(HOW TO COMPLETE THIS TASK): Report each line of the records below that holds the word "move".

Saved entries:
==================================================

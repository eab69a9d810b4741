#![forbid(unsafe_code)]

//! Facade over the tabula workspace. Everything a walkthrough needs is
//! re-exported from one place: building frames, merging, reshaping,
//! cleaning, round-tripping CSV, and pulling JSON feeds.

pub use tb_columnar::{Column, ColumnError, compare_scalars};
pub use tb_fetch::{
    ApiCredentials, FeedWindow, FetchError, FixtureTransport, GeocodeClient, HttpTransport,
    JsonLineStream, QuakeFeedClient, SocialFeedClient, Transport,
};
pub use tb_frame::{DataFrame, FrameError, Series, concat_columns, concat_rows};
pub use tb_index::{
    AlignPolicy, AlignmentPlan, IndexError, Label, RowIndex, align, align_intersection,
    align_union,
};
pub use tb_io::{
    IoError, frame_from_json_str, frame_from_records, read_csv_path, read_csv_str, write_csv_path,
    write_csv_string,
};
pub use tb_join::{JoinError, JoinHow, KeySelect, MergeSpec, merge};
pub use tb_reshape::{
    CutOptions, ReshapeError, StackOptions, StackedSeries, cut, get_dummies, stack, unstack,
};
pub use tb_types::{DType, Scalar, TypeError};
use std::io::{BufRead, BufReader, Lines, Read};

use serde_json::Value;

use crate::FetchError;

/// Blocking iterator over newline-delimited JSON documents on a long-lived
/// response body. There is no timeout or cancellation machinery: the caller
/// bounds consumption by counting items and then closes (or drops) the
/// stream, which hangs up the connection.
pub struct JsonLineStream<R: Read> {
    lines: Lines<BufReader<R>>,
}

impl<R: Read> JsonLineStream<R> {
    #[must_use]
    pub fn new(reader: R) -> Self {
        Self {
            lines: BufReader::new(reader).lines(),
        }
    }

    /// Explicit hang-up; dropping the stream does the same.
    pub fn close(self) {}
}

impl<R: Read> Iterator for JsonLineStream<R> {
    type Item = Result<Value, FetchError>;

    fn next(&mut self) -> Option<Self::Item> {
        loop {
            let line = match self.lines.next()? {
                Ok(line) => line,
                Err(err) => return Some(Err(FetchError::Io(err))),
            };

            // Keep-alive blank lines are not documents.
            if line.trim().is_empty() {
                continue;
            }

            return Some(serde_json::from_str(&line).map_err(FetchError::Json));
        }
    }
}
//! Component F: `dial` opens a circuit through `config.level` hops and
//! hands the caller back a virtual TCP connection.

use std::io::{self, Read, Write};
use std::net::{SocketAddr, ToSocketAddrs};
use std::time::Duration;

use tracing::{debug, instrument};

use carrier::{ClientSelector, CONNECT_CHANNEL_KIND};
use scrambler::EncryptedDuplex;
use wire::{ConnectRequest, StatusByte, TargetHeader};

use crate::config::OverlayConfig;
use crate::error::OverlayError;
use crate::timeout::run_with_timeout;

/// A virtual TCP connection whose bytes actually traverse the relay chain.
/// Reads and writes go through the scrambler's encrypted duplex; `close`
/// releases the underlying carrier channel.
pub struct Connection {
    duplex: EncryptedDuplex<Box<dyn carrier::Channel>>,
    local_addr: SocketAddr,
    remote_addr: SocketAddr,
}

impl std::fmt::Debug for Connection {
    fn fmt(&self, f: &mut std::fmt::Formatter<'_>) -> std::fmt::Result {
        f.debug_struct("Connection")
            .field("local_addr", &self.local_addr)
            .field("remote_addr", &self.remote_addr)
            .finish()
    }
}

/// Synthetic placeholder used for `local_addr` — the carrier doesn't expose
/// a real local endpoint for a multiplexed channel, so this implementation
/// reports the unspecified address rather than fabricating one (see
/// DESIGN.md, Open Question iii).
fn synthetic_local_addr() -> SocketAddr {
    SocketAddr::new(std::net::IpAddr::V4(std::net::Ipv4Addr::UNSPECIFIED), 0)
}

impl Connection {
    pub fn local_addr(&self) -> SocketAddr {
        self.local_addr
    }

    pub fn remote_addr(&self) -> SocketAddr {
        self.remote_addr
    }

    /// No-op: the carrier does not expose deadlines, so neither does this
    /// connection (Open Question iii).
    pub fn set_read_timeout(&self, _timeout: Option<Duration>) -> io::Result<()> {
        Ok(())
    }

    /// No-op, see [`Connection::set_read_timeout`].
    pub fn set_write_timeout(&self, _timeout: Option<Duration>) -> io::Result<()> {
        Ok(())
    }

    pub fn close(self) -> io::Result<()> {
        self.duplex.into_inner().close()
    }
}

impl Read for Connection {
    fn read(&mut self, buf: &mut [u8]) -> io::Result<usize> {
        self.duplex.read(buf)
    }
}

impl Write for Connection {
    fn write(&mut self, buf: &[u8]) -> io::Result<usize> {
        self.duplex.write(buf)
    }
    fn flush(&mut self) -> io::Result<()> {
        self.duplex.flush()
    }
}

fn resolve_locally(network: &str, address: &str) -> Result<SocketAddr, OverlayError> {
    match network {
        "tcp" | "tcp4" | "tcp6" => {}
        other => return Err(OverlayError::UnsupportedNetwork(other.to_string())),
    }
    address
        .to_socket_addrs()?
        .next()
        .ok_or_else(|| OverlayError::Protocol(format!("address {address:?} resolved to nothing")))
}

/// Opens a circuit through `config.level` hops and dials `address` over
/// `network` ("tcp", "tcp4" or "tcp6") through it.
#[instrument(skip(config, selector))]
pub fn dial(
    config: &OverlayConfig,
    selector: &dyn ClientSelector,
    network: &str,
    address: &str,
) -> Result<Connection, OverlayError> {
    let target = resolve_locally(network, address)?;

    let handle = selector.select_client().ok_or(OverlayError::NoClient)?;

    let request = ConnectRequest::originate(config.level);
    let mut payload = Vec::with_capacity(ConnectRequest::SIZE);
    request.write(&mut payload)?;
    let (channel, mut request_stream) = handle.open(CONNECT_CHANNEL_KIND, &payload)?;
    request_stream.drain_and_discard()?;

    debug!(level = config.level, %target, "opened circuit, starting scrambler handshake");
    let timeout = config.handshake_timeout;
    run_with_timeout(timeout, move || -> Result<Connection, OverlayError> {
        let mut duplex = scrambler::initiate(channel)?;

        TargetHeader::from_socket_addr(target).write(&mut duplex)?;

        match StatusByte::read(&mut duplex)? {
            StatusByte::Ok => {}
            StatusByte::Fail => return Err(OverlayError::ConnectRefused),
        }

        Ok(Connection { duplex, local_addr: synthetic_local_addr(), remote_addr: target })
    })?
}

#[cfg(test)]
mod tests {
    use super::*;
    use carrier::testing::{FixedSelector, LoopbackClient, LoopbackServer};
    use carrier::InboundChannel;
    use std::net::TcpListener;
    use std::sync::Arc;
    use std::thread;

    fn spawn_echo_server() -> SocketAddr {
        let listener = TcpListener::bind("127.0.0.1:0").unwrap();
        let addr = listener.local_addr().unwrap();
        thread::spawn(move || {
            if let Ok((mut stream, _)) = listener.accept() {
                let mut buf = [0u8; 256];
                loop {
                    match stream.read(&mut buf) {
                        Ok(0) | Err(_) => break,
                        Ok(n) => {
                            if stream.write_all(&buf[..n]).is_err() {
                                break;
                            }
                        }
                    }
                }
            }
        });
        addr
    }

    /// Drives the other side of the handshake the way a single-hop exit
    /// would (`onion::HopRouter::run_exit`, exercised end-to-end in that
    /// crate's own tests); here we only need enough of an exit stand-in to
    /// prove `dial` assembles the header/status exchange correctly.
    fn run_fake_exit(channel: Box<dyn carrier::Channel>, target: SocketAddr) {
        let mut duplex = scrambler::terminate(channel).unwrap();
        let header = TargetHeader::read(&mut duplex).unwrap();
        assert_eq!(header.socket_addr().unwrap(), target);

        let tcp = std::net::TcpStream::connect(target).unwrap();
        StatusByte::Ok.write(&mut duplex).unwrap();

        let channel_clone = duplex.get_ref().try_clone().unwrap();
        let (mut enc_reader, mut enc_writer) = duplex.split_with(|c| c.try_clone()).unwrap();
        let mut tcp_reader = tcp.try_clone().unwrap();
        let mut tcp_writer = tcp;

        let forward = thread::spawn(move || {
            let mut buf = [0u8; 256];
            loop {
                match enc_reader.read(&mut buf) {
                    Ok(0) | Err(_) => break,
                    Ok(n) => {
                        if tcp_writer.write_all(&buf[..n]).is_err() {
                            break;
                        }
                    }
                }
            }
        });
        let mut buf = [0u8; 256];
        loop {
            match tcp_reader.read(&mut buf) {
                Ok(0) | Err(_) => break,
                Ok(n) => {
                    if enc_writer.write_all(&buf[..n]).is_err() {
                        break;
                    }
                }
            }
        }
        let _ = forward.join();
        let _ = channel_clone.close();
    }

    #[test]
    fn dial_reaches_echo_target_through_one_hop() {
        let echo_addr = spawn_echo_server();
        let carrier_server = LoopbackServer::bind().unwrap();
        let carrier_addr = carrier_server.local_addr().unwrap();

        let exit_thread = thread::spawn(move || {
            let inbound = carrier_server.accept_one().unwrap();
            let channel = Box::new(inbound).accept().unwrap();
            run_fake_exit(channel, echo_addr);
        });

        let selector = FixedSelector(Some(Arc::new(LoopbackClient::new(carrier_addr))));
        let config = OverlayConfig { level: 1, ..OverlayConfig::default() };

        let mut connection = dial(&config, &selector, "tcp", &echo_addr.to_string()).unwrap();
        assert_eq!(connection.remote_addr(), echo_addr);

        connection.write_all(b"ping\n").unwrap();
        let mut buf = [0u8; 5];
        connection.read_exact(&mut buf).unwrap();
        assert_eq!(&buf, b"ping\n");

        drop(connection);
        exit_thread.join().unwrap();
    }

    #[test]
    fn dial_rejects_unsupported_network() {
        let selector = FixedSelector(None);
        let config = OverlayConfig::default();
        let err = dial(&config, &selector, "udp", "127.0.0.1:7").unwrap_err();
        assert!(matches!(err, OverlayError::UnsupportedNetwork(n) if n == "udp"));
    }

    /// Scenario: dialing a closed port through a real exit. Unlike
    /// `dial_reaches_echo_target_through_one_hop`, this drives the actual
    /// `onion::HopRouter::run_exit_connect` rather than a hand-rolled
    /// stand-in, so the client-side `StatusByte::Fail` -> `ConnectRefused`
    /// path is exercised end to end, not just round-tripped at the wire
    /// layer.
    #[test]
    fn dial_rejects_closed_port() {
        let carrier_server = LoopbackServer::bind().unwrap();
        let carrier_addr = carrier_server.local_addr().unwrap();

        let router = onion::HopRouter::new(Arc::new(FixedSelector(None)), onion::CircuitKind::Connect);
        let exit_thread = thread::spawn(move || {
            let inbound = carrier_server.accept_one().unwrap();
            router.handle(Box::new(inbound)).unwrap();
        });

        let selector = FixedSelector(Some(Arc::new(LoopbackClient::new(carrier_addr))));
        let config = OverlayConfig { level: 1, ..OverlayConfig::default() };

        // Port 1 is reserved and never listening, so the connect is refused
        // immediately rather than timing out, which keeps this test fast.
        let err = dial(&config, &selector, "tcp", "127.0.0.1:1").unwrap_err();
        assert!(matches!(err, OverlayError::ConnectRefused));

        exit_thread.join().unwrap();
    }
}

==================================================

(ANSWER SPACE):
    run_with_timeout(timeout, move || -> Result<Connection, OverlayError> {
        thread::spawn(move || {
        let forward = thread::spawn(move || {
        let exit_thread = thread::spawn(move || {
        let exit_thread = thread::spawn(move || {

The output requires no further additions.